The walls of the top floor have been broken out and have been replaced with screens
made of dried skin. If you touch it, it feels warm and moist, as though it were still alive.
Some of the sheets have faces. At the center of this hall, you will find a man on a throne
made of men holding awkward poses and contortions. He will smile at you, showing three
rows of teeth, and offer you his hospitality. Do not accept. You do not want to stay in the
tower like the rest of these poor souls. Instead, tell him you want to borrow a book.
Carelessly, he’ll throw whatever he’s currently reading at you. It’s entirely possible you’ll
be left with nothing but a wrinkled John Grisham, but for the most part, his reading
material is far more interesting and esoteric. Bring whatever book he gives you to Eddie
Decae, who will offer you something that isn’t printed on human skin.

The Other Mall (#199)


Some of the stores in Northland Mall are open at two ends, letting customers pass
through them while cutting from one side of the mall to the other. Recently, one of the
clothing stores that’s like this closed up the path by installing a set of changing booths
and mirrored cheap plywood wall covered in mirrors so that the other half of the store
could be lent to another tenant. However, there’s something wrong with one of the
booths. Enter the third booth from the left and be sure to bring a sack lunch. Turn around
thrice anti-clockwise, and leave the booth. You’ll find yourself in the Other mall.

The Other Mall looks just the same as a regular mall, except the stores are all wrong.
Woolworth’s, A&A Records, Eaton’s, every defunct company from the last twenty years.
The products are even weirder. Instead of stocking normal goods, or even normal goods
that have gone out of style, the stores stock things that never made it.
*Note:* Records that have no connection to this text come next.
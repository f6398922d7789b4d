//! WanderWise - conversational trip planner
//!
//! CLI entry point for chatting and for offline reply extraction.

use std::fs;
use std::io::Read;
use std::path::PathBuf;

use clap::Parser;
use eyre::{Context, Result};
use serde::Serialize;
use tracing::{debug, info};

use wanderwise::cli::{Cli, Command, OutputFormat, get_log_path};
use wanderwise::config::Config;
use wanderwise::layout::column_for;
use wanderwise::recommend::{extract, looks_like_option_list, looks_like_preference_question};
use wanderwise::repl;

fn setup_logging(cli_log_level: Option<&str>, config_log_level: Option<&str>) -> Result<()> {
    let log_path = get_log_path();
    if let Some(log_dir) = log_path.parent() {
        fs::create_dir_all(log_dir).context("Failed to create log directory")?;
    }

    // Priority: CLI --log-level > config file > default (INFO)
    let level = match cli_log_level.or(config_log_level).map(|s| s.to_uppercase()) {
        Some(s) => match s.as_str() {
            "TRACE" => tracing::Level::TRACE,
            "DEBUG" => tracing::Level::DEBUG,
            "INFO" => tracing::Level::INFO,
            "WARN" | "WARNING" => tracing::Level::WARN,
            "ERROR" => tracing::Level::ERROR,
            _ => {
                eprintln!("Warning: Unknown log-level '{}', defaulting to INFO", s);
                tracing::Level::INFO
            }
        },
        None => tracing::Level::INFO,
    };

    let log_file = fs::File::create(&log_path).context("Failed to create log file")?;

    tracing_subscriber::fmt()
        .with_writer(log_file)
        .with_ansi(false)
        .with_env_filter(tracing_subscriber::EnvFilter::from_default_env().add_directive(level.into()))
        .init();

    info!("Logging initialized (level: {:?})", level);
    Ok(())
}

#[tokio::main]
async fn main() -> Result<()> {
    let cli = Cli::parse();

    // Log level must be known before the full config load can log anything
    let config_log_level = Config::load_log_level(cli.config.as_ref());
    setup_logging(cli.log_level.as_deref(), config_log_level.as_deref()).context("Failed to setup logging")?;

    let config = Config::load(cli.config.as_ref()).context("Failed to load configuration")?;

    debug!(command = ?cli.command, "main: dispatching command");
    match cli.command {
        None => repl::run_interactive(&config, None).await,
        Some(Command::Chat { message }) => repl::run_interactive(&config, message).await,
        Some(Command::Extract { file, format, columns }) => {
            cmd_extract(file, &format, columns.unwrap_or(config.layout.columns))
        }
    }
}

#[derive(Debug, Serialize)]
struct ExtractReport {
    option_list: bool,
    preference_question: bool,
    records: Vec<ExtractedRecord>,
}

#[derive(Debug, Serialize)]
struct ExtractedRecord {
    heading: String,
    description: String,
    position: usize,
    column: usize,
}

fn cmd_extract(file: Option<PathBuf>, format: &OutputFormat, columns: usize) -> Result<()> {
    debug!(?file, %format, columns, "cmd_extract: called");
    let reply = match file {
        Some(path) => fs::read_to_string(&path).context(format!("Failed to read {}", path.display()))?,
        None => {
            let mut buf = String::new();
            std::io::stdin()
                .read_to_string(&mut buf)
                .context("Failed to read reply from stdin")?;
            buf
        }
    };

    let option_list = looks_like_option_list(&reply);
    let records = if option_list { extract(&reply) } else { Vec::new() };

    let records = records
        .into_iter()
        .map(|r| -> Result<ExtractedRecord> {
            Ok(ExtractedRecord {
                column: column_for(r.position, columns)?,
                heading: r.heading,
                description: r.description,
                position: r.position,
            })
        })
        .collect::<Result<Vec<_>>>()?;

    let report = ExtractReport {
        option_list,
        preference_question: looks_like_preference_question(&reply),
        records,
    };
    info!(count = report.records.len(), "cmd_extract: extracted records");

    match format {
        OutputFormat::Json => println!("{}", serde_json::to_string_pretty(&report)?),
        OutputFormat::Text => {
            println!("option list: {}", if report.option_list { "yes" } else { "no" });
            println!(
                "preference question: {}",
                if report.preference_question { "yes" } else { "no" }
            );
            for r in &report.records {
                println!("{}. [column {}] {}: {}", r.position + 1, r.column + 1, r.heading, r.description);
            }
        }
    }

    Ok(())
}
//! Lexical heuristics over assistant replies
//!
//! Both checks are plain substring tests. They can be fooled by unusual
//! model output; that is accepted behavior.

use tracing::debug;

use super::{OPTION_MARKERS, PREFERENCE_CUES};

/// Whether the reply contains a lettered option marker
pub fn looks_like_option_list(reply: &str) -> bool {
    let found = OPTION_MARKERS.iter().any(|marker| reply.contains(marker));
    debug!(found, "looks_like_option_list: called");
    found
}

/// Whether the reply asks for a tourist vs off-the-beaten-path preference
pub fn looks_like_preference_question(reply: &str) -> bool {
    let lowered = reply.to_lowercase();
    let found = PREFERENCE_CUES.iter().all(|cue| lowered.contains(cue));
    debug!(found, "looks_like_preference_question: called");
    found
}

#[cfg(test)]
mod tests {
    use super::*;

    #[test]
    fn test_option_list_detected() {
        assert!(looks_like_option_list("A) Beach: relax"));
        assert!(looks_like_option_list("Some intro\nC) Hiking"));
        assert!(looks_like_option_list("option B) in the middle"));
    }

    #[test]
    fn test_option_list_not_detected() {
        assert!(!looks_like_option_list("just a sentence"));
        assert!(!looks_like_option_list(""));
        // D) alone does not open the gate
        assert!(!looks_like_option_list("D) Desert"));
    }

    #[test]
    fn test_option_list_case_sensitive() {
        assert!(!looks_like_option_list("a) beach b) city"));
    }

    #[test]
    fn test_preference_question_detected() {
        assert!(looks_like_preference_question(
            "Do you prefer a popular tourist spot or an off the beaten path option?"
        ));
        assert!(looks_like_preference_question("TOURIST destinations OR the PATH less travelled"));
    }

    #[test]
    fn test_preference_question_needs_all_cues() {
        assert!(!looks_like_preference_question("Where would you like to go?"));
        assert!(!looks_like_preference_question("A tourist favourite"));
        assert!(!looks_like_preference_question("tourist path"));
    }

    #[test]
    fn test_preference_question_substring_match() {
        // "or" only needs to appear inside some word
        assert!(looks_like_preference_question("a tourist path for everyone"));
    }
}
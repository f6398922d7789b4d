//! LlmClient trait definition

use async_trait::async_trait;

use super::{LlmError, ModelInput};

/// Text-completion collaborator
///
/// The client owns everything about the call itself: model selection, auth,
/// token and temperature limits. Callers only hand over the adapted
/// conversation and get text back.
#[async_trait]
pub trait LlmClient: Send + Sync {
    /// Generate the next assistant reply for the given conversation
    async fn generate(&self, input: ModelInput) -> Result<String, LlmError>;
}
Product ideas that
died on the table.

Amidst piles of anatomically correct dolls and surprisingly sharp-edged jewellery, amidst
sweaters with three sleeves and all the other defective garbage, you can sometimes find
a product that should have made it but didn’t. Home Cold Fusion. The cure for Cancer.
Appliances that never break down. Anything that THEY’RE using the other mall to hide.

The only problem is getting anything back with you. You don’t want to know what they do
to shoplifters on the other side.

The Carnation (#???)


There are numerous pieces of mail which Calgary's Post Office deliver to the wrong
address. Most are unremarkable, but should you find a thick envelope from The Estate
of... (the name is always different) wrongly delivered to your mail box do open it. You will
need to make some preparations for the upcoming trial though. Get a film camera and
learn as much as you can about the darkroom.
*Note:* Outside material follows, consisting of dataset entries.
//! WanderWise configuration types and loading

use eyre::{Context, Result};
use serde::{Deserialize, Serialize};
use std::fs;
use std::path::{Path, PathBuf};

/// Main WanderWise configuration
#[derive(Debug, Clone, Default, Serialize, Deserialize)]
#[serde(default)]
pub struct Config {
    /// Language model configuration
    pub llm: LlmConfig,

    /// Image lookup configuration
    pub images: ImageConfig,

    /// Card layout configuration
    pub layout: LayoutConfig,

    /// Log level (TRACE, DEBUG, INFO, WARN, ERROR)
    #[serde(rename = "log-level")]
    pub log_level: Option<String>,
}

impl Config {
    /// Validate configuration before starting a chat
    ///
    /// Checks that the API key environment variables the configured providers
    /// need are set. Call this early to fail fast with a clear message.
    pub fn validate(&self) -> Result<()> {
        if std::env::var(&self.llm.api_key_env).is_err() {
            return Err(eyre::eyre!(
                "LLM API key not found. Set the {} environment variable.",
                self.llm.api_key_env
            ));
        }

        if self.images.provider != "none" && std::env::var(&self.images.api_key_env).is_err() {
            return Err(eyre::eyre!(
                "Image API key not found. Set the {} environment variable or use images provider 'none'.",
                self.images.api_key_env
            ));
        }

        if self.layout.columns == 0 {
            return Err(eyre::eyre!("layout.columns must be at least 1"));
        }

        Ok(())
    }

    /// Load configuration with fallback chain
    pub fn load(config_path: Option<&PathBuf>) -> Result<Self> {
        // If explicit config path provided, try to load it
        if let Some(path) = config_path {
            return Self::load_from_file(path).context(format!("Failed to load config from {}", path.display()));
        }

        for candidate in Self::search_paths() {
            if candidate.exists() {
                match Self::load_from_file(&candidate) {
                    Ok(config) => return Ok(config),
                    Err(e) => {
                        tracing::warn!("Failed to load config from {}: {}", candidate.display(), e);
                    }
                }
            }
        }

        tracing::info!("No config file found, using defaults");
        Ok(Self::default())
    }

    /// Read just the log level, before logging is initialized
    ///
    /// Errors are swallowed here; the full load reports them later.
    pub fn load_log_level(config_path: Option<&PathBuf>) -> Option<String> {
        let candidates = match config_path {
            Some(path) => vec![path.clone()],
            None => Self::search_paths(),
        };

        candidates
            .iter()
            .filter(|p| p.exists())
            .find_map(|p| fs::read_to_string(p).ok())
            .and_then(|content| serde_yaml::from_str::<Self>(&content).ok())
            .and_then(|config| config.log_level)
    }

    /// Project-local config first, then the user config directory
    fn search_paths() -> Vec<PathBuf> {
        let mut paths = vec![PathBuf::from(".wanderwise.yml")];
        if let Some(config_dir) = dirs::config_dir() {
            paths.push(config_dir.join("wanderwise").join("wanderwise.yml"));
        }
        paths
    }

    fn load_from_file<P: AsRef<Path>>(path: P) -> Result<Self> {
        let content = fs::read_to_string(&path).context("Failed to read config file")?;

        let config: Self = serde_yaml::from_str(&content).context("Failed to parse config file")?;

        tracing::info!("Loaded config from: {}", path.as_ref().display());
        Ok(config)
    }
}

/// Language model provider configuration
#[derive(Debug, Clone, Serialize, Deserialize)]
#[serde(default)]
pub struct LlmConfig {
    /// Provider name (currently only "gemini" supported)
    pub provider: String,

    /// Model identifier
    pub model: String,

    /// Environment variable containing the API key
    #[serde(rename = "api-key-env")]
    pub api_key_env: String,

    /// API base URL
    #[serde(rename = "base-url")]
    pub base_url: String,

    /// Maximum output tokens per reply
    #[serde(rename = "max-tokens")]
    pub max_tokens: u32,

    /// Sampling temperature
    pub temperature: f32,

    /// Request timeout in milliseconds
    #[serde(rename = "timeout-ms")]
    pub timeout_ms: u64,
}

impl Default for LlmConfig {
    fn default() -> Self {
        Self {
            provider: "gemini".to_string(),
            model: "gemini-1.5-flash".to_string(),
            api_key_env: "GEM_API_KEY".to_string(),
            base_url: "https://generativelanguage.googleapis.com".to_string(),
            max_tokens: 1000,
            temperature: 0.1,
            timeout_ms: 60_000,
        }
    }
}

impl LlmConfig {
    /// Read the API key from the configured environment variable
    pub fn get_api_key(&self) -> Result<String> {
        std::env::var(&self.api_key_env).context(format!("{} is not set", self.api_key_env))
    }
}

/// Image lookup configuration
#[derive(Debug, Clone, Serialize, Deserialize)]
#[serde(default)]
pub struct ImageConfig {
    /// Provider name: "unsplash", or "none" to always use the fallback image
    pub provider: String,

    /// Environment variable containing the access key
    #[serde(rename = "api-key-env")]
    pub api_key_env: String,

    /// API base URL
    #[serde(rename = "base-url")]
    pub base_url: String,

    /// Preferred photo orientation
    pub orientation: String,

    /// Image shown when a lookup fails
    #[serde(rename = "fallback-url")]
    pub fallback_url: String,

    /// Maximum lookups in flight at once
    #[serde(rename = "max-concurrent")]
    pub max_concurrent: usize,

    /// Request timeout in milliseconds
    #[serde(rename = "timeout-ms")]
    pub timeout_ms: u64,
}

impl Default for ImageConfig {
    fn default() -> Self {
        Self {
            provider: "unsplash".to_string(),
            api_key_env: "UNSPLASH_KEY".to_string(),
            base_url: "https://api.unsplash.com".to_string(),
            orientation: "landscape".to_string(),
            fallback_url: "https://example.com/default_image.jpg".to_string(),
            max_concurrent: 4,
            timeout_ms: 15_000,
        }
    }
}

impl ImageConfig {
    /// Read the access key from the configured environment variable
    pub fn get_api_key(&self) -> Result<String> {
        std::env::var(&self.api_key_env).context(format!("{} is not set", self.api_key_env))
    }
}

/// Card layout configuration
#[derive(Debug, Clone, Serialize, Deserialize)]
#[serde(default)]
pub struct LayoutConfig {
    /// Number of card columns
    pub columns: usize,
}

impl Default for LayoutConfig {
    fn default() -> Self {
        Self { columns: 3 }
    }
}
Show up on the address and date given in the letter to discuss the inheritance of the
deceased. A distinct lawyer, the grieving widow and her son will be present. The son will
stare at you in silence as if he knew your true intentions. It's been said that They are the
tutors of these dubious offspring. Excuse yourself to the bathroom and search the house.
Once you find the master suite take pictures of the bed from several angles.
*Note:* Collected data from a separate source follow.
//! WanderWise - conversational trip planner
//!
//! WanderWise drives a multi-turn dialogue with a language model. When a
//! reply contains a lettered list of destination or activity options, the
//! options are extracted into records and laid out as illustrated cards.
//!
//! # Pipeline
//!
//! One user turn runs, in order:
//!
//! 1. append the user turn to the [`conversation::ConversationHistory`]
//! 2. [`llm::adapt`] the history into model input
//! 3. [`llm::LlmClient::generate`] the reply and append it
//! 4. [`recommend::looks_like_option_list`] gates extraction
//! 5. [`recommend::extract`] parses records
//! 6. [`layout::CardLayout`] assigns columns and looks up one image per record
//!
//! # Modules
//!
//! - [`conversation`] - Append-only transcript
//! - [`llm`] - Generation trait, Gemini client, history adapter
//! - [`recommend`] - Option detection, heading cleanup, extraction
//! - [`images`] - Image lookup trait and Unsplash client
//! - [`layout`] - Column assignment and card building
//! - [`session`] - Explicit per-user session running the pipeline
//! - [`repl`] - Terminal render surface
//! - [`config`] - Configuration types and loading
//! - [`cli`] - Command-line interface

pub mod cli;
pub mod config;
pub mod conversation;
pub mod images;
pub mod layout;
pub mod llm;
pub mod prompts;
pub mod recommend;
pub mod repl;
pub mod session;

// Re-export commonly used types
pub use config::{Config, ImageConfig, LayoutConfig, LlmConfig};
pub use conversation::{ConversationHistory, HistoryError, Role, Turn};
pub use images::{FallbackImageFinder, ImageError, ImageFinder, UnsplashClient, create_finder};
pub use layout::{CardLayout, LayoutError, RenderCard, column_for, group_by_column};
pub use llm::{GeminiClient, LlmClient, LlmError, ModelContent, ModelInput, ModelRole, adapt, create_client};
pub use recommend::{
    RecommendationRecord, extract, looks_like_option_list, looks_like_preference_question, sanitize,
};
pub use session::{APOLOGY, SessionError, TripSession, TurnOutcome};
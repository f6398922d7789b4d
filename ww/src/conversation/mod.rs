//! Conversation transcript for a single trip-planning session
//!
//! The history is the literal chat transcript: append-only, insertion order
//! is causal order, and the system instruction (if any) is always turn one.

mod error;
mod history;

pub use error::HistoryError;
pub use history::{ConversationHistory, Role, Turn};
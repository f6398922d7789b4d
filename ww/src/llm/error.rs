//! LLM error types

use std::time::Duration;
use thiserror::Error;

/// Errors that can occur during a generation call
#[derive(Debug, Error)]
pub enum LlmError {
    #[error("Rate limited, retry after {retry_after:?}")]
    RateLimited { retry_after: Duration },

    #[error("API error {status}: {message}")]
    ApiError { status: u16, message: String },

    #[error("Network error: {0}")]
    Network(#[from] reqwest::Error),

    #[error("Invalid response: {0}")]
    InvalidResponse(String),

    #[error("Configuration error: {0}")]
    Config(String),
}

impl LlmError {
    /// Check if this is a rate limit error
    pub fn is_rate_limit(&self) -> bool {
        matches!(self, LlmError::RateLimited { .. })
    }

    /// Check if this error is worth retrying
    pub fn is_retryable(&self) -> bool {
        match self {
            LlmError::RateLimited { .. } => true,
            LlmError::ApiError { status, .. } => *status == 408 || *status >= 500,
            LlmError::Network(_) => true,
            LlmError::InvalidResponse(_) => false,
            LlmError::Config(_) => false,
        }
    }
}
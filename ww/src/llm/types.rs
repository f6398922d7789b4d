//! Model-facing request types
//!
//! The shape mirrors the `contents` array of Gemini-style chat APIs: an
//! ordered list of role-tagged entries, each carrying one or more text
//! parts, and no dedicated system slot.

use serde::{Deserialize, Serialize};
use tracing::debug;

/// Role of an entry as the model sees it
#[derive(Debug, Clone, Copy, PartialEq, Eq, Serialize, Deserialize)]
#[serde(rename_all = "lowercase")]
pub enum ModelRole {
    User,
    Model,
}

/// One entry of the model input
#[derive(Debug, Clone, PartialEq, Eq, Serialize, Deserialize)]
pub struct ModelContent {
    pub role: ModelRole,
    pub parts: Vec<String>,
}

impl ModelContent {
    /// Create a user entry with a single text part
    pub fn user(text: impl Into<String>) -> Self {
        debug!("ModelContent::user: called");
        Self {
            role: ModelRole::User,
            parts: vec![text.into()],
        }
    }

    /// Create a model entry with a single text part
    pub fn model(text: impl Into<String>) -> Self {
        debug!("ModelContent::model: called");
        Self {
            role: ModelRole::Model,
            parts: vec![text.into()],
        }
    }
}

/// Everything sent to the model for one generation
#[derive(Debug, Clone, Default, PartialEq, Eq, Serialize, Deserialize)]
pub struct ModelInput {
    pub contents: Vec<ModelContent>,
}
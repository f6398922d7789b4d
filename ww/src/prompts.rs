//! Embedded prompts
//!
//! These are compiled into the binary from .pmt files at build time.

/// System instruction seeded into every new trip-planning session
pub const WANDERWISE: &str = include_str!("../prompts/wanderwise.pmt");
Sneak into the basement where you will find a well equipped darkroom and develop the
film using the canisters and chemicals at your disposal. Load the developed film into the
enlarger and whatever you do never turn on the safety light. The projected images will be
the same photographs you just shot, make copies regardless. Before developing the final
prints, pour the solutions labeled as expired into the trays. The images will begin to form
and instead of an empty room will reveal the murder of the deceased on the hands of the
son. Return to the meet and show the photos to the widow. She will banish the son from
the house and dismiss the lawyer. You will be given a carnation as reward and wearing it
will grant you a mournful life and peaceful death. If you stay any longer the widow will
propose to you. Should you accept your life will be one of celibacy, but you will have
access to all of the deceased's estate. Included are a collection of old cars that transport
you to past dates when something significant ocurred to the city and exquisite buildings
that never made it out of the blueprints. The buildings are safe and no one can find you
there as every single one will look like a vacant lot.